Nella realizzazione di questa indagine, sono stati coinvolti 11 Paesi extra-EU e 18 prodotti, sono state prese in esame 40 combinazioni prodotto-Paese, così come illustrato nella tabella che segue.
Gli strumenti di indagine adottati da Areté srl di Bologna, una società indipendente di ricerca, analisi e consulenza economica specializzata nei settori dell’agricoltura, del food e dei mercati connessi, si sono basati su una commistione fra interviste con esperti locali competenti e ricerca desk, imperniata sull’analisi di database rilevanti da fonti ufficiali e autorevoli, e di letteratura scientifica e tecnica.
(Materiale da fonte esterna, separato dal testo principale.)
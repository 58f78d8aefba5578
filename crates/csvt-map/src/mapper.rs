//! Attribute-tuple to entity-reference mapping backed by an append-only store.

use std::collections::BTreeSet;
use std::collections::HashMap;
use std::collections::hash_map::Entry;

use tracing::{debug, warn};

use csvt_model::{CsvtError, Header, Projection, Result, Row, RowSink};

/// What to do when an existing store maps the same attribute tuple to two
/// different references.
///
/// The store format cannot express this legitimately, but an externally
/// edited or merged file can contain it. Exact duplicate rows (same tuple,
/// same reference) are accepted under every policy.
#[derive(Debug, Clone, Copy, Default, PartialEq, Eq)]
pub enum DuplicatePolicy {
    /// Keep the first reference seen, ignore later conflicts.
    #[default]
    FirstWins,
    /// Keep the last reference seen.
    LastWins,
    /// Fail the load with [`CsvtError::AmbiguousMapping`].
    Reject,
}

/// Maps attribute tuples to entity reference numbers.
///
/// The mapping may be pre-existing, in which case it is extended as new
/// tuples are mapped, or created fresh. Either way the mapper owns the
/// store's append sink for the whole run; references are never removed or
/// renumbered. Running two processes against one store file is undefined
/// behavior; serialize externally.
#[derive(Debug)]
pub struct Mapper<S: RowSink> {
    sink: S,
    index: HashMap<Vec<String>, u64>,
    max_ref: u64,
    minted: u64,
    to_store_order: Projection,
}

impl<S: RowSink> Mapper<S> {
    /// Starts an empty store: writes the `[ref_field] + fields` header row
    /// immediately and assigns references from 1.
    pub fn create(ref_field: &str, fields: &[&str], mut sink: S) -> Result<Self> {
        if fields.contains(&ref_field) {
            return Err(CsvtError::InvalidReferenceField(ref_field.to_string()));
        }
        let header_row = logical_row(ref_field, fields);
        sink.write_row(&header_row)?;
        let logical = Header::new(&header_row);
        let to_store_order = logical.projection(logical.fields().iter().map(String::as_str))?;
        Ok(Self {
            sink,
            index: HashMap::new(),
            max_ref: 0,
            minted: 0,
            to_store_order,
        })
    }

    /// Loads a full existing store, then appends for the rest of the run.
    ///
    /// The store's physical column order may be any permutation of
    /// `[ref_field] + fields`; entries are indexed in the logical order
    /// given here, and rows appended later are written back in the store's
    /// own physical order.
    pub fn load<I>(
        ref_field: &str,
        fields: &[&str],
        rows: I,
        sink: S,
        policy: DuplicatePolicy,
    ) -> Result<Self>
    where
        I: IntoIterator<Item = Result<Row>>,
    {
        let mut rows = rows.into_iter();
        let header_row = rows.next().ok_or(CsvtError::MissingHeader)??;
        let physical = Header::new(&header_row);
        check_store_fields(ref_field, fields, &physical)?;

        let logical_names = logical_row(ref_field, fields);
        let logical = Header::new(&logical_names);
        let to_store_order =
            logical.projection(physical.fields().iter().map(String::as_str))?;
        let read_order =
            physical.projection(logical_names.iter().map(String::as_str))?;

        let mut index = HashMap::new();
        let mut max_ref = 0u64;
        for row in rows {
            let row = row?;
            let entry = read_order.apply(&row)?;
            let reference: u64 =
                entry[0]
                    .parse()
                    .map_err(|source| CsvtError::InvalidReference {
                        value: entry[0].clone(),
                        source,
                    })?;
            max_ref = max_ref.max(reference);
            match index.entry(entry[1..].to_vec()) {
                Entry::Vacant(vacant) => {
                    vacant.insert(reference);
                }
                Entry::Occupied(mut occupied) => {
                    let existing = *occupied.get();
                    if existing == reference {
                        continue;
                    }
                    match policy {
                        DuplicatePolicy::FirstWins => {
                            warn!(existing, conflicting = reference, "ambiguous store entry, keeping first");
                        }
                        DuplicatePolicy::LastWins => {
                            warn!(existing, conflicting = reference, "ambiguous store entry, keeping last");
                            occupied.insert(reference);
                        }
                        DuplicatePolicy::Reject => {
                            return Err(CsvtError::AmbiguousMapping {
                                existing,
                                conflicting: reference,
                                values: occupied.key().clone(),
                            });
                        }
                    }
                }
            }
        }

        Ok(Self {
            sink,
            index,
            max_ref,
            minted: 0,
            to_store_order,
        })
    }

    /// Maps an attribute tuple to its entity reference number.
    ///
    /// Multiple calls with the same tuple return the same reference; a
    /// novel tuple gets `max_ref + 1` and is appended to the store before
    /// this returns.
    pub fn map(&mut self, values: &[String]) -> Result<u64> {
        if let Some(&reference) = self.index.get(values) {
            return Ok(reference);
        }
        self.max_ref += 1;
        self.minted += 1;
        let reference = self.max_ref;
        self.index.insert(values.to_vec(), reference);

        let mut logical: Row = Vec::with_capacity(values.len() + 1);
        logical.push(reference.to_string());
        logical.extend_from_slice(values);
        self.sink.write_row(&self.to_store_order.apply(&logical)?)?;
        debug!(reference, "minted mapping");
        Ok(reference)
    }

    /// Distinct attribute tuples currently indexed.
    #[must_use]
    pub fn mapping_count(&self) -> usize {
        self.index.len()
    }

    /// Highest reference seen or assigned so far.
    #[must_use]
    pub fn max_ref(&self) -> u64 {
        self.max_ref
    }

    /// References minted by this instance (excludes loaded entries).
    #[must_use]
    pub fn minted(&self) -> u64 {
        self.minted
    }

    /// Flushes the store sink.
    pub fn flush(&mut self) -> Result<()> {
        self.sink.flush()
    }
}

fn logical_row(ref_field: &str, fields: &[&str]) -> Row {
    std::iter::once(ref_field)
        .chain(fields.iter().copied())
        .map(str::to_string)
        .collect()
}

/// Store header must carry exactly `{ref_field} ∪ fields`, in any order.
fn check_store_fields(ref_field: &str, fields: &[&str], header: &Header) -> Result<()> {
    if fields.contains(&ref_field) {
        return Err(CsvtError::InvalidReferenceField(ref_field.to_string()));
    }
    let required: BTreeSet<&str> = std::iter::once(ref_field)
        .chain(fields.iter().copied())
        .collect();
    let present: BTreeSet<&str> = header.fields().iter().map(String::as_str).collect();

    let missing: BTreeSet<String> = required
        .difference(&present)
        .map(|name| (*name).to_string())
        .collect();
    if !missing.is_empty() {
        return Err(CsvtError::MissingFields(missing));
    }
    let extra: BTreeSet<String> = present
        .difference(&required)
        .map(|name| (*name).to_string())
        .collect();
    if !extra.is_empty() {
        return Err(CsvtError::ExtraFields(extra));
    }
    Ok(())
}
In tal senso, la variabilità delle rese nel tempo e le differenze di resa tra agricoltura convenzionale e biologica sono analizzate attraverso strumenti statistici descrittivi (i.e. medie di periodo, valori minimo-massimo, varianza, deviazione standard, tendenze nei periodi osservati).
Lo studio rileva che nella maggior parte dei Paesi extra-UE sono ancora assenti fonti di dati strutturati e/o affidabili sull’agricoltura biologica. Questo fatto determina una difficoltà nel valutare la correttezza e l’affidabilità delle dichiarazioni degli agricoltori sui prodotti biologici, e, di conseguenza, nell’elaborare eventuali previsioni sulle produzioni biologiche.
La ricerca di Aretè evidenzia una variabilità delle rese generalmente elevata, sia per l’agricoltura convenzionale che per quella biologica. La variabilità riguarda innanzitutto i confronti tra le regioni ed è legata alla latitudine, altitudine, fertilità del suolo, precipitazioni. Vengono colte dinamiche di variabilità anche rispetto all’andamento nel tempo, soprattutto a causa del clima e dei parassiti, e tra le tipologie di aziende agricole, principalmente dovute a differenze nelle tecniche di coltivazione, organizzazione/gestione e nell’attitudine imprenditoriale verso l’innovazione.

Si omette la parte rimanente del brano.